WASHINGTON — The advent of the internal combustion engine, or steam powered vessels replacing sailing ships. Advancements with technologies like self-driving cars and infrastructure sensors are poised to be on par with these kinds of revolutionary changes in the movement of people and goods, the U.S. Department of Transportation’s Kenneth Leonard believes.

“There’s a long history of disruptive technologies in the transportation sector,” Leonard, director of the Transportation Department’s Intelligent Transportation Systems Joint Program Office, said Monday during a panel discussion on Capitol Hill.

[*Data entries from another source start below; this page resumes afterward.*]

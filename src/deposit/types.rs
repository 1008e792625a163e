use std::time::Duration;

use alloy::primitives::{
    Address, B256, Bytes, FixedBytes, TxHash, U256,
    utils::{Unit, parse_ether},
};
use eyre::{Result, bail};
use serde_derive::Serialize;

/// Gwei amount carried by every initial validator deposit, independent
/// of the amount the node operator stakes
pub const DEPOSIT_AMOUNT_GWEI: u64 = 16_000_000_000;

// https://github.com/ethereum/consensus-specs/blob/dev/specs/phase0/beacon-chain.md#domain-types
pub const DOMAIN_DEPOSIT: [u8; 4] = [0x03, 0x00, 0x00, 0x00];

pub type BlsPublicKey = FixedBytes<48>;
pub type BlsSignature = FixedBytes<96>;

/// Salt as supplied by the caller, zero means "use the account nonce"
#[derive(Debug, Clone, Copy, PartialEq, Eq)]
pub enum RequestedSalt {
    Auto,
    Explicit(U256),
}

impl From<U256> for RequestedSalt {
    fn from(salt: U256) -> Self {
        match salt.is_zero() {
            true => RequestedSalt::Auto,
            false => RequestedSalt::Explicit(salt),
        }
    }
}

impl From<u64> for RequestedSalt {
    fn from(salt: u64) -> Self {
        RequestedSalt::from(U256::from(salt))
    }
}

/// Salt after auto-assignment, resolved exactly once per invocation
#[derive(Debug, Clone, Copy, PartialEq, Eq, Serialize)]
pub struct ResolvedSalt(pub U256);

impl ResolvedSalt {
    pub fn value(&self) -> U256 {
        self.0
    }
}

#[derive(Debug, Clone)]
pub struct DepositRequest {
    /// Node stake in gwei
    pub amount_gwei: u64,
    /// Minimum commission the node accepts, fraction in [0, 1]
    pub min_node_fee: f64,
    pub salt: RequestedSalt,
    /// Broadcast (true) or only serialize the signed transaction (false)
    pub submit: bool,
    /// Override the account nonce
    pub nonce: Option<u64>,
}

impl DepositRequest {
    pub fn new(amount_gwei: u64, min_node_fee: f64, salt: RequestedSalt, submit: bool) -> Self {
        DepositRequest {
            amount_gwei,
            min_node_fee,
            salt,
            submit,
            nonce: None,
        }
    }

    pub fn with_nonce(mut self, nonce: Option<u64>) -> Self {
        self.nonce = nonce;
        self
    }

    pub fn amount_wei(&self) -> U256 {
        U256::from(self.amount_gwei) * Unit::GWEI.wei()
    }

    pub fn is_zero_amount(&self) -> bool {
        self.amount_gwei == 0
    }

    /// Node fee as the 18 decimal fixed point value the contract expects
    pub fn min_node_fee_wei(&self) -> Result<U256> {
        if !(0.0..=1.0).contains(&self.min_node_fee) {
            bail!(
                "minimum node fee {} must be between 0 and 1",
                self.min_node_fee
            );
        }
        Ok(parse_ether(&self.min_node_fee.to_string())?)
    }
}

/// Genesis parameters the deposit signing domain is derived from
#[derive(Debug, Clone, PartialEq, Eq, Serialize)]
pub struct NetworkConfig {
    pub genesis_fork_version: FixedBytes<4>,
    /// Deposits are valid before genesis so this is zero on every network
    pub genesis_validators_root: B256,
    pub domain_deposit: FixedBytes<4>,
}

impl NetworkConfig {
    pub fn new(genesis_fork_version: [u8; 4]) -> Self {
        NetworkConfig {
            genesis_fork_version: genesis_fork_version.into(),
            genesis_validators_root: B256::ZERO,
            domain_deposit: DOMAIN_DEPOSIT.into(),
        }
    }
}

/// Chain id and deposit contract a collaborator believes is authoritative
#[derive(Debug, Clone, Copy, PartialEq, Eq, Serialize)]
pub struct NetworkIdentity {
    pub chain_id: u64,
    pub deposit_contract: Address,
}

/// Deposit size class as reported by the protocol for a given stake
#[derive(Debug, Clone, Copy, PartialEq, Eq, Serialize)]
#[repr(u8)]
pub enum DepositType {
    None = 0,
    Full = 1,
    Half = 2,
    Empty = 3,
}

impl DepositType {
    pub fn as_u8(&self) -> u8 {
        *self as u8
    }
}

impl TryFrom<u8> for DepositType {
    type Error = eyre::Report;

    fn try_from(value: u8) -> Result<Self> {
        match value {
            0 => Ok(DepositType::None),
            1 => Ok(DepositType::Full),
            2 => Ok(DepositType::Half),
            3 => Ok(DepositType::Empty),
            n => bail!("unknown deposit type {}", n),
        }
    }
}

/// Where the funds of a new deposit end up being controlled
#[derive(Debug, Clone, Copy, PartialEq, Eq, Serialize)]
pub struct DerivedTarget {
    pub address: Address,
    pub withdrawal_credentials: B256,
}

#[derive(Debug, Clone, Copy, PartialEq, Eq, Serialize)]
pub struct ValidatorStatus {
    pub exists: bool,
    pub index: u64,
}

#[derive(Debug, Clone, Copy, Default, PartialEq, Eq, Serialize)]
pub struct GasInfo {
    pub estimated: u64,
    pub safe_limit: u64,
}

impl GasInfo {
    pub fn from_estimate(estimated: u64) -> Self {
        GasInfo {
            estimated,
            safe_limit: estimated.saturating_mul(3) / 2,
        }
    }
}

/// Arguments of the node deposit contract call
#[derive(Debug, Clone, PartialEq, Eq)]
pub struct DepositCall {
    pub min_node_fee: U256,
    pub pubkey: BlsPublicKey,
    pub signature: BlsSignature,
    pub deposit_data_root: B256,
    pub salt: U256,
    pub expected_minipool: Address,
}

#[derive(Debug, Clone, PartialEq, Eq)]
pub struct TransactionParams {
    pub from: Address,
    pub value: U256,
    pub nonce: Option<u64>,
    pub gas_limit: Option<u64>,
    /// Sign and serialize without broadcasting
    pub no_send: bool,
}

impl TransactionParams {
    pub fn new(from: Address, value: U256) -> Self {
        TransactionParams {
            from,
            value,
            nonce: None,
            gas_limit: None,
            no_send: false,
        }
    }
}

#[derive(Debug, Clone, PartialEq, Eq)]
pub struct SubmittedTransaction {
    pub hash: TxHash,
    pub raw: Bytes,
}

#[derive(Debug, Clone, Serialize)]
pub struct PreflightResult {
    pub insufficient_balance: bool,
    pub deposits_disabled: bool,
    pub insufficient_stake_headroom: bool,
    pub invalid_amount: bool,
    pub unbonded_limit_reached: bool,
    pub not_in_consensus: bool,
    pub salt: ResolvedSalt,
    pub target: DerivedTarget,
    pub gas: GasInfo,
}

impl PreflightResult {
    pub fn can_proceed(&self) -> bool {
        !(self.insufficient_balance
            || self.deposits_disabled
            || self.insufficient_stake_headroom
            || self.invalid_amount
            || self.unbonded_limit_reached
            || self.not_in_consensus)
    }

    /// Human readable reasons for a "no go", empty when the deposit may proceed
    pub fn reasons(&self) -> Vec<&'static str> {
        let mut reasons = Vec::new();
        if self.insufficient_balance {
            reasons.push("node balance is lower than the requested amount");
        }
        if self.deposits_disabled {
            reasons.push("node deposits are currently disabled");
        }
        if self.insufficient_stake_headroom {
            reasons.push("node stake does not allow another minipool");
        }
        if self.invalid_amount {
            reasons.push("only trusted nodes may deposit a zero amount");
        }
        if self.unbonded_limit_reached {
            reasons.push("trusted node reached its unbonded minipool limit");
        }
        if self.not_in_consensus {
            reasons.push("network is not in consensus");
        }
        reasons
    }

    pub fn report(&self) -> Result<serde_json::Value> {
        let mut value = serde_json::to_value(self)?;
        if let Some(obj) = value.as_object_mut() {
            obj.insert("can_proceed".to_string(), self.can_proceed().into());
        }
        Ok(value)
    }
}

#[derive(Debug, Clone)]
pub struct SubmissionOutcome {
    pub tx_hash: TxHash,
    pub target: DerivedTarget,
    pub pubkey: BlsPublicKey,
    pub salt: ResolvedSalt,
    /// Signed transaction bytes, only set for dry runs
    pub raw_transaction: Option<Bytes>,
    pub scrub_period: Duration,
}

He added: “I look at the work that we’re involved in now, with connected and automated vehicles, and smart cities, as that next generation of transportation disruption, and it’s going to have some impacts that we can't fully anticipate."

Organized by the Eno Center for Transportation, a think-tank based in Washington, D.C., Monday’s panel was one of dozens of events scheduled to take place around the country in the coming days as part of Infrastructure Week. The discussion was focused on how disruptive technologies are affecting the way infrastructure is built and operated.

This is a topic of special significance to state and local governments, given that many of them will likely make decisions in the coming years about how to invest in, construct and manage, infrastructure that can accommodate connected vehicles, and other new technologies.

Connected vehicle technology can allow trucks and cars to “talk” to one another, and infrastructure, by exchanging data in near-real-time about things such as a vehicle’s braking, speed, and location.

Proponents say it can help improve both safety and efficiency on roadways.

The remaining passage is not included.